Tasmania's area is 68,401 square kilometres (26,410 sq mi), of which the main island covers 64,519 square kilometres (24,911 sq mi). Tasmania is promoted as a natural state; almost 45% of Tasmania lies in reserves, national parks and World Heritage Sites and the state was the founding place of the first environmental party in the world.
The northernmost terrestrial point of the state of Tasmania is Boundary Islet, a nature reserve in Bass Strait which due to a mapping error is shared with the state of Victoria. The subantarctic Macquarie Island and its surrounding islands are also under the administration of Tasmania as a nature reserve and part of the Huon Valley Council local government area. The Bishop and Clerk Islets, about 37 km south of Macquarie Island, are the southernmost terrestrial point of the state of Tasmania, and the southernmost internationally recognised land in Australia.

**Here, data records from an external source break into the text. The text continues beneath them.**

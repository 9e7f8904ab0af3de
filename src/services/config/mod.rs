// Configuration
// The immutable snapshot a run is launched with

pub mod implementations;

pub use implementations::RunConfiguration;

The land is believed to have been occupied by Aboriginals for 40,000 years before English colonisation. It is thought Tasmanian Aboriginals were separated from mainland Aboriginal groups about 10,000 years ago when the sea rose to form Bass Strait.

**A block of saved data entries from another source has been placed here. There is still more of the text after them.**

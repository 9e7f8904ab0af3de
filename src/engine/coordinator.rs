// Coordinator - lifecycle of a run
// Launch producers and consumers, close the queue once producers finish, wait for the drain

use super::consumer::spawn_consumers;
use super::phase::PhaseTracker;
use super::producer::spawn_producers;
use super::worker_group::WorkerGroup;
use crate::core::{
    Latency, LifecycleReporter, PipelineError, PipelineResult, RunPhase, RunSummary, Token,
    WorkerRole,
};
use crate::queue::BoundedQueue;
use crate::services::{latency_for, RunConfiguration};
use chrono::Utc;
use std::sync::Arc;
use std::time::{Duration, Instant};
use tracing::{error, info, warn};

/// Runs one producer/consumer session over a single bounded queue.
///
/// The queue is closed exactly once, after every producer has signalled
/// completion, and `run` returns only after every consumer has signalled
/// completion. A worker that never returns blocks the run forever.
pub struct Coordinator<R> {
    config: RunConfiguration,
    reporter: R,
    producer_latency: Arc<dyn Latency>,
    consumer_latency: Arc<dyn Latency>,
}

impl<R> Coordinator<R>
where
    R: LifecycleReporter,
{
    pub fn new(config: RunConfiguration, reporter: R) -> Self {
        let producer_latency = latency_for(config.producer_delay());
        let consumer_latency = latency_for(config.consumer_delay());
        Self {
            config,
            reporter,
            producer_latency,
            consumer_latency,
        }
    }

    /// Replaces the producer delay derived from the configuration
    pub fn with_producer_latency(mut self, latency: impl Latency + 'static) -> Self {
        self.producer_latency = Arc::new(latency);
        self
    }

    /// Replaces the consumer delay derived from the configuration
    pub fn with_consumer_latency(mut self, latency: impl Latency + 'static) -> Self {
        self.consumer_latency = Arc::new(latency);
        self
    }

    pub fn config(&self) -> &RunConfiguration {
        &self.config
    }

    pub fn reporter(&self) -> &R {
        &self.reporter
    }

    pub async fn run(&self) -> PipelineResult<RunSummary> {
        self.config.validate()?;
        let capacity = self.config.queue_capacity()?;

        let started_at = Utc::now();
        let start_time = Instant::now();

        let queue: Arc<BoundedQueue<Token>> = Arc::new(BoundedQueue::new(capacity));
        let producers = WorkerGroup::new(WorkerRole::Producer);
        let consumers = WorkerGroup::new(WorkerRole::Consumer);
        let producer_completions = producers.register(self.config.producer_count());
        let consumer_completions = consumers.register(self.config.consumer_count());
        let mut phase = PhaseTracker::new();

        self.reporter.report_started(&self.config).await;
        self.reporter
            .report_phase(&phase.snapshot(&producers, &consumers, &queue))
            .await;

        let producer_handles = spawn_producers(
            self.config.items_per_producer(),
            Arc::clone(&queue),
            Arc::clone(&self.producer_latency),
            producer_completions,
        )
        .inspect_err(|e| abandon(&queue, e))?;
        let consumer_handles = spawn_consumers(
            Arc::clone(&queue),
            Arc::clone(&self.consumer_latency),
            consumer_completions,
        )
        .inspect_err(|e| abandon(&queue, e))?;

        self.enter(&mut phase, &producers, &consumers, &queue).await;

        producers.wait().await;
        queue.close()?;
        self.enter(&mut phase, &producers, &consumers, &queue).await;

        consumers.wait().await;
        self.enter(&mut phase, &producers, &consumers, &queue).await;

        let mut per_producer = Vec::with_capacity(producer_handles.len());
        for handle in producer_handles {
            per_producer.push(handle.join().await??);
        }
        let mut per_consumer = Vec::with_capacity(consumer_handles.len());
        for handle in consumer_handles {
            per_consumer.push(handle.join().await?);
        }

        let produced: usize = per_producer.iter().map(|report| report.produced).sum();
        let consumed: usize = per_consumer.iter().map(|report| report.consumed).sum();
        if produced != consumed {
            warn!(produced, consumed, "token count mismatch after drain");
        }

        let elapsed = start_time.elapsed();
        let throughput_per_sec = if elapsed.as_secs_f64() > 0.0 {
            consumed as f64 / elapsed.as_secs_f64()
        } else {
            0.0
        };

        let summary = RunSummary {
            started_at,
            config: self.config.clone(),
            produced,
            consumed,
            per_producer,
            per_consumer,
            high_water_mark: queue.stats().high_water_mark,
            elapsed_ms: elapsed_millis(elapsed),
            throughput_per_sec,
        };
        self.reporter.report_completed(&summary).await;

        Ok(summary)
    }

    async fn enter(
        &self,
        phase: &mut PhaseTracker,
        producers: &WorkerGroup,
        consumers: &WorkerGroup,
        queue: &BoundedQueue<Token>,
    ) -> RunPhase {
        let next = phase.advance();
        let change = phase.snapshot(producers, consumers, queue);
        info!(
            phase = %next,
            producers_remaining = change.producers_remaining,
            consumers_remaining = change.consumers_remaining,
            buffered = change.buffered,
            "phase change"
        );
        self.reporter.report_phase(&change).await;
        next
    }
}

fn elapsed_millis(elapsed: Duration) -> u64 {
    u64::try_from(elapsed.as_millis()).unwrap_or(u64::MAX)
}

/// Closes the queue after a worker failed to start so the ones already
/// running reach end-of-stream or a rejected push instead of blocking.
fn abandon(queue: &BoundedQueue<Token>, cause: &PipelineError) {
    error!(error = %cause, "worker launch failed, closing queue");
    // a second close is impossible here, the coordinator has not closed yet
    let _ = queue.close();
}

The penal settlement of Van Diemen's Land (named by explorer Abel Tasman in honour of Dutch colonial governor Anthony van Diemen) was founded in 1803 by the British Empire to forestall any claims to the land by French explorers during the Napoleonic Wars. In 1856 it became a self-governing colony and renamed Tasmania, and in 1901 it became part of the Federation of Australia. About 65,000 convicts were sent to Van Diemen's Land before transportation ceased in 1853.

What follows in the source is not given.